Les Rascals : Gangs of Paris
Après Soldat Noir (2021), en compétition pour le César du Meilleur court-métrage en 2022, Jimmy Laporal-Tresor continue de questionner le regard porté par la société sur la jeunesse issue de parents immigrés. Avec son premier long métrage Les Rascals, le réalisateur livre une chronique ambitieuse et militante sur les jeunes français des eighties face à la montée de l’extrême droite.

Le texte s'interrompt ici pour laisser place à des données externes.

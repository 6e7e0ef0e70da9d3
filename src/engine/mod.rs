//! Engine - Fiber tree and reconciler.
//!
//! The engine owns the data structures a render pass grows:
//! - Fiber: one tree position in one generation, addressed by `FiberId`
//! - FiberArena: slotmap holding the current and work-in-progress generations
//! - Reconciler: positional diff of new element slots against the old chain
//!
//! # Architecture
//!
//! Fibers are NOT heap objects pointing at each other. They are keys into one
//! arena, and every link is a key:
//!
//! ```text
//! FiberId(1): Root      (child=2)
//! FiberId(2): Component (parent=1, child=3, prev=FiberId(7))
//! FiberId(3): Host div  (parent=2, sibling=None, prev=FiberId(8))
//! ```
//!
//! Back-links (`parent`, `previous_generation`) never own anything, so an old
//! generation disappears as soon as it is swept.

mod fiber;
mod reconcile;

pub use fiber::*;
pub use reconcile::*;
//! Element Model - Immutable description of the desired tree.
//!
//! An [`Element`] is a kind, an ordered prop map, and an ordered child
//! sequence. Elements carry no identity: the reconciler compares only their
//! [`ElementKind`] and position.
//!
//! # Example
//!
//! ```ignore
//! use spark_fiber::{children, create_element, Props};
//!
//! let tree = create_element(
//!     "div",
//!     Props::new().with("id", "foo"),
//!     children![create_element("h1", Props::new(), children!["Hello"])],
//! );
//! ```

use std::fmt;
use std::rc::Rc;

use crate::state::Hooks;
use crate::types::{Value, TEXT_VALUE_KEY};

// =============================================================================
// Component
// =============================================================================

/// Render function of a component.
pub type RenderFn = dyn Fn(&Props, &mut Hooks) -> Element;

/// A function component.
///
/// Components compare by identity, so build each one once and clone it into
/// every element that uses it. Two separately constructed components are two
/// different kinds, even when their closures are identical.
#[derive(Clone)]
pub struct Component {
    name: &'static str,
    render: Rc<RenderFn>,
}

impl Component {
    /// Create a component from its render function.
    pub fn new(
        name: &'static str,
        render: impl Fn(&Props, &mut Hooks) -> Element + 'static,
    ) -> Self {
        Self {
            name,
            render: Rc::new(render),
        }
    }

    /// Debug name of the component.
    pub fn name(&self) -> &'static str {
        self.name
    }

    /// Invoke the render function once.
    pub fn render(&self, props: &Props, hooks: &mut Hooks) -> Element {
        (self.render)(props, hooks)
    }
}

impl PartialEq for Component {
    fn eq(&self, other: &Self) -> bool {
        Rc::ptr_eq(&self.render, &other.render)
    }
}

impl fmt::Debug for Component {
    fn fmt(&self, f: &mut fmt::Formatter<'_>) -> fmt::Result {
        write!(f, "Component({})", self.name)
    }
}

// =============================================================================
// Element Kind
// =============================================================================

/// What an element materializes into.
#[derive(Debug, Clone, PartialEq)]
pub enum ElementKind {
    /// Host node with the given tag.
    Host(String),
    /// Host text node; content lives in the `value` prop.
    Text,
    /// Function component producing exactly one element.
    Component(Component),
}

impl ElementKind {
    /// Host tag, if this is a host kind.
    pub fn tag(&self) -> Option<&str> {
        match self {
            ElementKind::Host(tag) => Some(tag),
            _ => None,
        }
    }
}

impl From<&str> for ElementKind {
    fn from(tag: &str) -> Self {
        ElementKind::Host(tag.to_string())
    }
}

impl From<String> for ElementKind {
    fn from(tag: String) -> Self {
        ElementKind::Host(tag)
    }
}

impl From<Component> for ElementKind {
    fn from(component: Component) -> Self {
        ElementKind::Component(component)
    }
}

impl From<&Component> for ElementKind {
    fn from(component: &Component) -> Self {
        ElementKind::Component(component.clone())
    }
}

// =============================================================================
// Props
// =============================================================================

/// Ordered prop map plus the reserved children slot.
///
/// A `None` child is an empty slot: it keeps the positions of its siblings
/// stable and deletes whatever previously lived there.
#[derive(Debug, Clone, Default, PartialEq)]
pub struct Props {
    entries: Vec<(String, Value)>,
    children: Vec<Option<Element>>,
}

impl Props {
    pub fn new() -> Self {
        Self::default()
    }

    /// Builder form of [`Props::set`].
    pub fn with(mut self, key: impl Into<String>, value: impl Into<Value>) -> Self {
        self.set(key, value);
        self
    }

    /// Builder that replaces the children slot.
    pub fn with_children(mut self, children: Vec<Option<Element>>) -> Self {
        self.children = children;
        self
    }

    /// Insert or replace a prop, keeping first-insertion order.
    pub fn set(&mut self, key: impl Into<String>, value: impl Into<Value>) {
        let key = key.into();
        let value = value.into();
        match self.entries.iter_mut().find(|(k, _)| *k == key) {
            Some((_, slot)) => *slot = value,
            None => self.entries.push((key, value)),
        }
    }

    /// Look up a prop by key.
    pub fn get(&self, key: &str) -> Option<&Value> {
        self.entries
            .iter()
            .find_map(|(k, v)| (k == key).then_some(v))
    }

    /// Iterate props in insertion order. Children are not included.
    pub fn iter(&self) -> impl Iterator<Item = (&str, &Value)> {
        self.entries.iter().map(|(k, v)| (k.as_str(), v))
    }

    /// Number of props, not counting children.
    pub fn len(&self) -> usize {
        self.entries.len()
    }

    pub fn is_empty(&self) -> bool {
        self.entries.is_empty()
    }

    /// The child slots.
    pub fn children(&self) -> &[Option<Element>] {
        &self.children
    }
}

// =============================================================================
// Element
// =============================================================================

/// Immutable element. Cloning is cheap.
#[derive(Clone)]
pub struct Element(Rc<ElementData>);

struct ElementData {
    kind: ElementKind,
    props: Props,
}

impl Element {
    /// Build an element from a kind and fully-formed props.
    pub fn new(kind: impl Into<ElementKind>, props: Props) -> Self {
        Self(Rc::new(ElementData {
            kind: kind.into(),
            props,
        }))
    }

    pub fn kind(&self) -> &ElementKind {
        &self.0.kind
    }

    pub fn props(&self) -> &Props {
        &self.0.props
    }

    pub fn children(&self) -> &[Option<Element>] {
        self.0.props.children()
    }

    /// Text content, for text elements.
    pub fn text(&self) -> Option<&str> {
        match self.kind() {
            ElementKind::Text => self.props().get(TEXT_VALUE_KEY).and_then(Value::as_str),
            _ => None,
        }
    }
}

impl PartialEq for Element {
    fn eq(&self, other: &Self) -> bool {
        Rc::ptr_eq(&self.0, &other.0) || (self.0.kind == other.0.kind && self.0.props == other.0.props)
    }
}

impl fmt::Debug for Element {
    fn fmt(&self, f: &mut fmt::Formatter<'_>) -> fmt::Result {
        f.debug_struct("Element")
            .field("kind", &self.0.kind)
            .field("props", &self.0.props)
            .finish()
    }
}

// =============================================================================
// Child normalization
// =============================================================================

/// A child passed to [`create_element`].
///
/// Anything that is not already an element becomes a text element.
#[derive(Debug, Clone)]
pub enum Child {
    Element(Element),
    Text(String),
    Empty,
}

impl Child {
    fn into_slot(self) -> Option<Element> {
        match self {
            Child::Element(element) => Some(element),
            Child::Text(text) => Some(text_element(text)),
            Child::Empty => None,
        }
    }
}

impl From<Element> for Child {
    fn from(element: Element) -> Self {
        Child::Element(element)
    }
}

impl From<Option<Element>> for Child {
    fn from(element: Option<Element>) -> Self {
        element.map_or(Child::Empty, Child::Element)
    }
}

impl From<&str> for Child {
    fn from(text: &str) -> Self {
        Child::Text(text.to_string())
    }
}

impl From<String> for Child {
    fn from(text: String) -> Self {
        Child::Text(text)
    }
}

impl From<i64> for Child {
    fn from(value: i64) -> Self {
        Child::Text(value.to_string())
    }
}

impl From<i32> for Child {
    fn from(value: i32) -> Self {
        Child::Text(value.to_string())
    }
}

impl From<f64> for Child {
    fn from(value: f64) -> Self {
        Child::Text(value.to_string())
    }
}

/// Build a `Vec<Child>` from heterogeneous children.
///
/// ```ignore
/// children![create_element("b", Props::new(), children![]), "text", 42]
/// ```
#[macro_export]
macro_rules! children {
    ($($child:expr),* $(,)?) => {
        vec![$($crate::Child::from($child)),*]
    };
}

/// Build an element, normalizing every non-element child into a text element.
pub fn create_element(
    kind: impl Into<ElementKind>,
    props: Props,
    children: Vec<Child>,
) -> Element {
    let slots = children.into_iter().map(Child::into_slot).collect();
    Element::new(kind, props.with_children(slots))
}

/// Build a text element.
pub fn text_element(text: impl Into<String>) -> Element {
    Element::new(
        ElementKind::Text,
        Props::new().with(TEXT_VALUE_KEY, Value::Str(text.into())),
    )
}

// =============================================================================
// Tests
// =============================================================================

Paris, 1984, premier mandat de François Mitterrand. Pour le crew des Rascals, des jeunes qui vivent de l’autre côté du périph’, la capitale française est le fief de la fête et de la drague. Pour Frédérique (Angelina Woreth), étudiante débarquée de Province, Paris est synonyme d’indépendance et de réussite. Tandis que la ville voit émerger un nouveau type de skinheads très organisés et ultra-violents, les « Boneheads », Frédérique et les Rascals se retrouvent pris dans une spirale infernale emplie de vengeance, signant la fin de leur innocence. Dès les premières images, on pense beaucoup à West Side Story (1961) et Grease (1978). Costumes impeccables, couleurs vives, décors dans leur jus, gangs à gogo, bande son ondulante… Les Rascals nous offre une reconstitution aussi punchy que réaliste des eighties. Mais l’atmosphère teenage movie du film se voit très vite entachée par la montée de l’extrême droite et l’escalade de la violence dans laquelle nos différents protagonistes vont se retrouver embarqués. Axé sur deux points de vue, le récit nous offre un contrepoint puissant par le biais de son duo de protagonistes central : Rudy (Jonathan Feltre) d’un côté, membre des Rascals d’origine martiniquaise, tiraillé entre rester avec ses potes, malgré la large remise en question de leurs actes violents, ou faire son service militaire pour trouver un emploi et subvenir aux besoins de sa famille. De l’autre, Frédérique, qui rejoint un groupuscule identitaire par revanche suite au lynchage de son grand frère, skin repenti, par les Rascals.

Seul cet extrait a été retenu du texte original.